HERRERA Helenio
Era stato un mediocre calciatore e aveva appeso gli scarpini al chiodo
all’età di ventinove anni. Come allenatore aveva seduto sulla panchina
dell’Atletico di Madrid, del Barcellona, poi a Milano, alla guida
dell’Inter, un palmares di tre scudetti, due Coppe dei Campioni e due Coppe
Intercontinentali. Quindi nella capitale. Il “mago” e le sue “tigri”. Nel
libro “La Roma, un sogno lungo quarant’anni”, di Ezio De Cesari, Herrera è
accusato di aver inventato, o comunque di aver rafforzato, la tesi, più che
altro una “storiella” di Mario Soldati ( strana coppia!), secondo la quale
la Roma sarebbe stata favorita dal Duce per la vittoria del suo primo
scudetto. In realtà, la famiglia Mussolini era laziale doc. Il “mago”, da
non confondersi col “mago dei poveri”, Oronzo Pugliese, anch’egli allenatore
della Roma prima di lui. Due maghi non fanno una “Maggica”, comunque… I due,
pur vincendo poco o niente, lanciarono parecchi giovani (Landini, Capello,
De Sisti, Sensibile…). La fama di Herrera è legata soprattutto ai trionfi di
quell’irripetibile Inter (Sarti, Burgnich, Mazzola, Facchetti…) negli anni
sessanta, della presidenza di Moratti padre. Herrera e Pugliese furono
personaggi saccheggiati in innumerevoli filmetti di serie B. Alvaro Marchini,
fresco di nomina, lo portò a Roma e gli pagò anche, in occasione della sua
seconda stagione sulla panchina giallorossa, un profumato ingaggio di ben
259 milioni (aveva riportato la Coppa Italia all’ombra del Colosseo, però la
squadra aveva chiuso il campionato all’ottavo posto). Troppi soldi, forse, e
scivolammo nel torneo successivo al dodicesimo posto. Il primo allenatore a
ottenere premi doppi rispetto ai giocatori. “Se la domenica l’Inter aveva
vinto, un noto negozio milanese regalava una cravatta a ogni giocatore. In
forza della sua clausola contrattuale, Herrera pretese due cravatte, non
occorre dire che le ottenne…” (Sandro Ciotti). Il “mago”, però, ebbe fieri
contrasti col suo presidente romanista, ricordiamo la sua indifferenza in
occasione della morte del povero Taccola, le accuse d’incompetenza nei
confronti della dirigenza, le richieste esose, le già citate allusioni
sull’aiuto del duce per la vittoria del primo scudetto, e fu cacciato. Poi
il conseguente, polemico articolo su “Il Messaggero”. Paradossalmente la sua
migliore annata: sesti! Al suo posto, dalla venticinquesima giornata, fu
messo Tessari. Fu riassunto e poi ricacciato da Anzalone. Personalità? Anche
troppa. Dopo un settimo posto (1971-72), rischiammo la serie B di brutto e
fu esonerato ancora, per Tonino Trebiciani, alla ventiquattresima giornata.
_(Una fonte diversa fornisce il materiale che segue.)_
use crate::config::schema::{BpSchema, CgiSchema, MeqSchema};
use crate::config::Config;
use crate::error::DashResult;
use crate::parser::{parse_csv, Dataset};
use log::{error, info, warn};
use std::path::Path;

pub const BP_CSV: &str = include_str!("bp.csv");
pub const MEQ_CSV: &str = include_str!("meq.csv");
pub const CGI_CSV: &str = include_str!("cgi.csv");

/// The three parsed study tables with their resolved column schemas.
#[derive(Debug, Clone, PartialEq)]
pub struct LoadedData {
    pub bp: Dataset,
    pub bp_schema: BpSchema,
    pub meq: Dataset,
    pub meq_schema: MeqSchema,
    pub cgi: Dataset,
    pub cgi_schema: CgiSchema,
}

impl LoadedData {
    pub fn from_texts(bp: &str, meq: &str, cgi: &str, config: &Config) -> DashResult<Self> {
        let bp = parse_csv(bp)?;
        let meq = parse_csv(meq)?;
        let cgi = parse_csv(cgi)?;

        Ok(Self {
            bp_schema: BpSchema::resolve(&bp.headers, &config.columns.bp),
            meq_schema: MeqSchema::resolve(&meq.headers, &config.columns.meq),
            cgi_schema: CgiSchema::resolve(&cgi.headers, &config.columns.cgi),
            bp,
            meq,
            cgi,
        })
    }

    #[cfg(test)]
    pub fn embedded(config: &Config) -> DashResult<Self> {
        Self::from_texts(BP_CSV, MEQ_CSV, CGI_CSV, config)
    }
}

fn read_source(path: Option<&Path>, embedded: &'static str) -> DashResult<String> {
    match path {
        Some(p) => Ok(std::fs::read_to_string(p)?),
        None => Ok(embedded.to_string()),
    }
}

fn try_load(config: &Config) -> DashResult<LoadedData> {
    let bp = read_source(config.sources.bp.as_deref(), BP_CSV)?;
    let meq = read_source(config.sources.meq.as_deref(), MEQ_CSV)?;
    let cgi = read_source(config.sources.cgi.as_deref(), CGI_CSV)?;
    LoadedData::from_texts(&bp, &meq, &cgi, config)
}

/// Load all three tables. A failure is logged and reported as no data, so
/// downstream rendering shows placeholders instead of aborting.
pub fn load(config: &Config) -> Option<LoadedData> {
    match try_load(config) {
        Ok(data) => {
            info!(
                "Loaded {} BP, {} MEQ and {} CGI records",
                data.bp.len(),
                data.meq.len(),
                data.cgi.len()
            );
            for (name, table) in [("BP", &data.bp), ("MEQ", &data.meq), ("CGI", &data.cgi)] {
                if table.is_empty() {
                    warn!("{} table has no records", name);
                }
            }
            Some(data)
        }
        Err(e) => {
            error!("Error loading data: {}", e);
            None
        }
    }
}
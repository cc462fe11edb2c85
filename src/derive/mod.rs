pub mod bp;
pub mod meq;
pub mod cgi;
pub mod summary;

use crate::config::Config;
use crate::datasets::LoadedData;
use crate::parser::Value;
use serde::Serialize;
use std::cmp::Ordering;

pub use bp::*;
pub use meq::*;
pub use cgi::*;
pub use summary::*;

/// One numeric series aligned with the view labels.
#[derive(Debug, Clone, PartialEq, Serialize)]
pub struct NamedSeries {
    pub name: String,
    pub values: Vec<f64>,
}

/// Chart-ready view: one label sequence plus one or more series in the same
/// index order.
#[derive(Debug, Clone, PartialEq, Serialize)]
pub struct SeriesView {
    pub title: String,
    pub labels: Vec<String>,
    pub series: Vec<NamedSeries>,
}

impl SeriesView {
    pub fn new(title: &str, labels: Vec<String>) -> Self {
        Self {
            title: title.to_string(),
            labels,
            series: Vec::new(),
        }
    }

    pub fn with_series(mut self, name: &str, values: Vec<f64>) -> Self {
        self.series.push(NamedSeries {
            name: name.to_string(),
            values,
        });
        self
    }
}

/// Everything one render pass publishes, recomputed from the loaded tables.
#[derive(Debug, Clone, PartialEq, Serialize)]
pub struct DerivedResults {
    pub bp: BpSeries,
    pub meq: MeqSeries,
    pub cgi: CgiDistribution,
    pub summary: ResultsSummary,
}

pub fn derive_all(data: &LoadedData, config: &Config) -> DerivedResults {
    DerivedResults {
        bp: derive_bp_series(&data.bp, &data.bp_schema),
        meq: derive_meq_series(&data.meq, &data.meq_schema),
        cgi: derive_cgi_distribution(&data.cgi, &data.cgi_schema),
        summary: ResultsSummary::compute(data, config),
    }
}

/// Sort key for descending value sorts. Missing cells count as zero;
/// text and NaN have no key and sink to the end.
pub(crate) fn sort_key(value: &Value) -> Option<f64> {
    match value {
        Value::Number(n) if n.is_nan() => None,
        Value::Number(n) => Some(*n),
        Value::Empty => Some(0.0),
        Value::Text(_) => None,
    }
}

pub(crate) fn descending(a: Option<f64>, b: Option<f64>) -> Ordering {
    match (a, b) {
        (Some(x), Some(y)) => y.partial_cmp(&x).unwrap_or(Ordering::Equal),
        (Some(_), None) => Ordering::Less,
        (None, Some(_)) => Ordering::Greater,
        (None, None) => Ordering::Equal,
    }
}

pub fn mean(values: &[f64]) -> f64 {
    if values.is_empty() {
        0.0
    } else {
        values.iter().sum::<f64>() / values.len() as f64
    }
}

// Digits past the kept ones used to decide rounding. A double next to an
// exact tie differs from it well before this many places.
const ROUND_GUARD_DIGITS: usize = 40;

/// Round the exact binary value to `decimals` places, ties away from zero.
/// Matches how the dashboard's number formatting rounds, so 0.35 becomes 0.3
/// (its double sits just below the tie) while 0.25 becomes 0.3.
pub fn round_to(value: f64, decimals: usize) -> f64 {
    if !value.is_finite() || value.abs() >= 1e21 {
        return value;
    }

    let expanded = format!("{:.*}", decimals + ROUND_GUARD_DIGITS, value.abs());
    let (int_part, frac_part) = expanded.split_once('.').unwrap_or((expanded.as_str(), ""));
    let (kept, rest) = frac_part.split_at(decimals);

    let mut digits: Vec<u8> = int_part.bytes().chain(kept.bytes()).map(|b| b - b'0').collect();
    let mut int_len = int_part.len();

    if rest.as_bytes().first().is_some_and(|&d| d >= b'5') {
        let mut carry = true;
        for d in digits.iter_mut().rev() {
            if *d == 9 {
                *d = 0;
            } else {
                *d += 1;
                carry = false;
                break;
            }
        }
        if carry {
            digits.insert(0, 1);
            int_len += 1;
        }
    }

    let mut text: String = digits[..int_len].iter().map(|d| char::from(b'0' + d)).collect();
    if decimals > 0 {
        text.push('.');
        text.extend(digits[int_len..].iter().map(|d| char::from(b'0' + d)));
    }

    let rounded = text.parse::<f64>().unwrap_or(value.abs());
    if value.is_sign_negative() { -rounded } else { rounded }
}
Giovanna Ralli lo definì “l’allenatore in scarica”. Una domenica fece
piangere Pierpaolo Pasolini, tifoso del Bologna, che su un settimanale
scrisse: “…Quella domenica il Bologna ha perso (ho l’impressione,
immeritatamente, con la Roma di Herrera) per due a uno. Che dolore! Che
dolore!…”. Helenito, suo figlio, sul quale avrebbe scommesso per
un’eventuale grande e longeva carriera calcistica, si allenava con la
primavera, ma preferiva il rock. (Alberto Pallotta e Angelo Olivieri) |
"MAGICA ROMA - storia dei 600 uomini giallorossi"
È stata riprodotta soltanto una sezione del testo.